Thanks for talking about getting along vs loving. A parent may not get along with a child, but does that necessarily mean that they don't love them? I agree that the blogger went way too far when she talked about death and birth. But it doesn't seem to me that she understands that there is a difference between liking and loving. You may not like your children equally, but IMO this does not necessarily translate into loving unequally.
Here's my deal with it – if she had no other outlet, nobody she felt safe talking to, why didn't she write it anonymously?
& while there is personal responsibility on her part, I am OUTRAGED that Babble allowed it to be posted. We'll never know if they actually stepped in & attempted to temper some of her sentences, but why give her that platform to publish it?
Furthermore, I can say with absolute certainty that you CAN fix a broken bond. I never had that "aha!" moment after birth. I spent a year clawing my way out of the muck of postpartum depression. I know that my son suffered for it & I did, too. But 18 months later, we have a healthy, thriving relationship that is thanks to his resilience & my hard work.
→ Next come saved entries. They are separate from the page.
use chrono::{DateTime, Utc};
use serde::{Deserialize, Serialize};
use utoipa::ToSchema;

use crate::band::StatusBand;
use crate::sample::Sample;

/// Qualitative direction of an entity's health scores.
#[derive(Debug, Clone, Copy, PartialEq, Eq, Hash, Serialize, Deserialize, ToSchema)]
#[serde(rename_all = "SCREAMING_SNAKE_CASE")]
pub enum TrendLabel {
    Improving,
    Stable,
    Degrading,
}

impl TrendLabel {
    pub const ALL: [TrendLabel; 3] = [TrendLabel::Improving, TrendLabel::Stable, TrendLabel::Degrading];

    pub fn as_str(self) -> &'static str {
        match self {
            TrendLabel::Improving => "IMPROVING",
            TrendLabel::Stable => "STABLE",
            TrendLabel::Degrading => "DEGRADING",
        }
    }

    pub fn parse(value: &str) -> Option<Self> {
        Self::ALL.into_iter().find(|label| label.as_str() == value)
    }
}

/// Which path produced an Assessment's final score.
#[derive(Debug, Clone, Copy, PartialEq, Eq, Hash, Serialize, Deserialize, ToSchema)]
#[serde(rename_all = "snake_case")]
pub enum Provenance {
    External,
    Fallback,
    Seed,
}

impl Provenance {
    pub fn as_str(self) -> &'static str {
        match self {
            Provenance::External => "external",
            Provenance::Fallback => "fallback",
            Provenance::Seed => "seed",
        }
    }

    pub fn parse(value: &str) -> Option<Self> {
        match value {
            "external" => Some(Provenance::External),
            "fallback" => Some(Provenance::Fallback),
            "seed" => Some(Provenance::Seed),
            _ => None,
        }
    }
}

/// How much history backed the base estimate.
#[derive(Debug, Clone, Copy, PartialEq, Eq, Hash, Serialize, Deserialize, ToSchema)]
#[serde(rename_all = "snake_case")]
pub enum Confidence {
    /// A previous assessment supplied the lag feature
    High,
    /// No usable history; the lag feature was 0
    Medium,
    /// Imported from a seed snapshot
    Historical,
}

impl Confidence {
    pub fn from_lag(lag_score: f64) -> Self {
        if lag_score == 0.0 {
            Confidence::Medium
        } else {
            Confidence::High
        }
    }

    pub fn as_str(self) -> &'static str {
        match self {
            Confidence::High => "high",
            Confidence::Medium => "medium",
            Confidence::Historical => "historical",
        }
    }

    pub fn parse(value: &str) -> Option<Self> {
        match value {
            "high" => Some(Confidence::High),
            "medium" => Some(Confidence::Medium),
            "historical" => Some(Confidence::Historical),
            _ => None,
        }
    }
}

/// The refined outcome of one cycle, before it is persisted.
#[derive(Debug, Clone, PartialEq, Serialize, Deserialize, ToSchema)]
pub struct AdjustedAssessment {
    pub final_score: f64,
    pub status_band: StatusBand,
    pub trend_label: TrendLabel,
    pub recommendation: String,
}

/// An Assessment waiting for its store-assigned sequence id.
#[derive(Debug, Clone, PartialEq, Serialize, Deserialize)]
pub struct NewAssessment {
    pub entity_id: Option<String>,
    pub created_at: DateTime<Utc>,
    pub sample: Sample,
    pub lag_score: f64,
    pub raw_score: f64,
    pub final_score: f64,
    pub status_band: StatusBand,
    pub trend_label: TrendLabel,
    pub recommendation: String,
    pub provenance: Provenance,
    pub confidence: Confidence,
}

impl NewAssessment {
    pub fn into_assessment(self, id: i64) -> Assessment {
        Assessment {
            id,
            entity_id: self.entity_id,
            created_at: self.created_at,
            sample: self.sample,
            lag_score: self.lag_score,
            raw_score: self.raw_score,
            final_score: self.final_score,
            status_band: self.status_band,
            trend_label: self.trend_label,
            recommendation: self.recommendation,
            provenance: self.provenance,
            confidence: self.confidence,
        }
    }
}

/// Persisted output of one scoring cycle. Immutable once appended.
#[derive(Debug, Clone, PartialEq, Serialize, Deserialize, ToSchema)]
pub struct Assessment {
    /// Store-assigned sequence id, strictly increasing per entity
    pub id: i64,
    pub entity_id: Option<String>,
    pub created_at: DateTime<Utc>,
    /// The Sample as submitted, kept for audit
    pub sample: Sample,
    /// Lag State consumed by the base estimator for this cycle
    pub lag_score: f64,
    pub raw_score: f64,
    pub final_score: f64,
    pub status_band: StatusBand,
    pub trend_label: TrendLabel,
    pub recommendation: String,
    pub provenance: Provenance,
    pub confidence: Confidence,
}

/// Clamp a score into [0, 1]. NaN maps to 0.
pub fn clamp_score(score: f64) -> f64 {
    if score.is_nan() {
        0.0
    } else {
        score.clamp(0.0, 1.0)
    }
}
I just hope that she can understand that all hope is not lost for her & her daughter.
Applause to Katherine for this great post and also to Romy for that AMAZING comment. I agree completely and this is not the first major lapse of judgment by the editors/owners of that particular website.
Love can be a difficult word to understand when dealing with parenthood, especially if mental illness is involved. This is what I thought of right away. She never said she didn't love her son. She does.
"I Love You the Purplest"…
There is a children's book called "I Love You the Purplest." I used it in my classroom to teach creative writing. Two boys ask their mother who she loves the most. She answers them metaphorically saying, "I love you the reddest." and the other "I love you the bluest." I had a student at the time (legally blind if you can believe it) who was the one who realized red and blue make purple. Anyhow, this post made me think of this because we all love our children. Love is abstract and metaphorical and different and hard to explain at times and that is okay. I highly recommend any mother reading this book. It's just beautiful. This mother, getting the backlash, is looking for some love and reassurance. Thank you, Katherine for giving that to her.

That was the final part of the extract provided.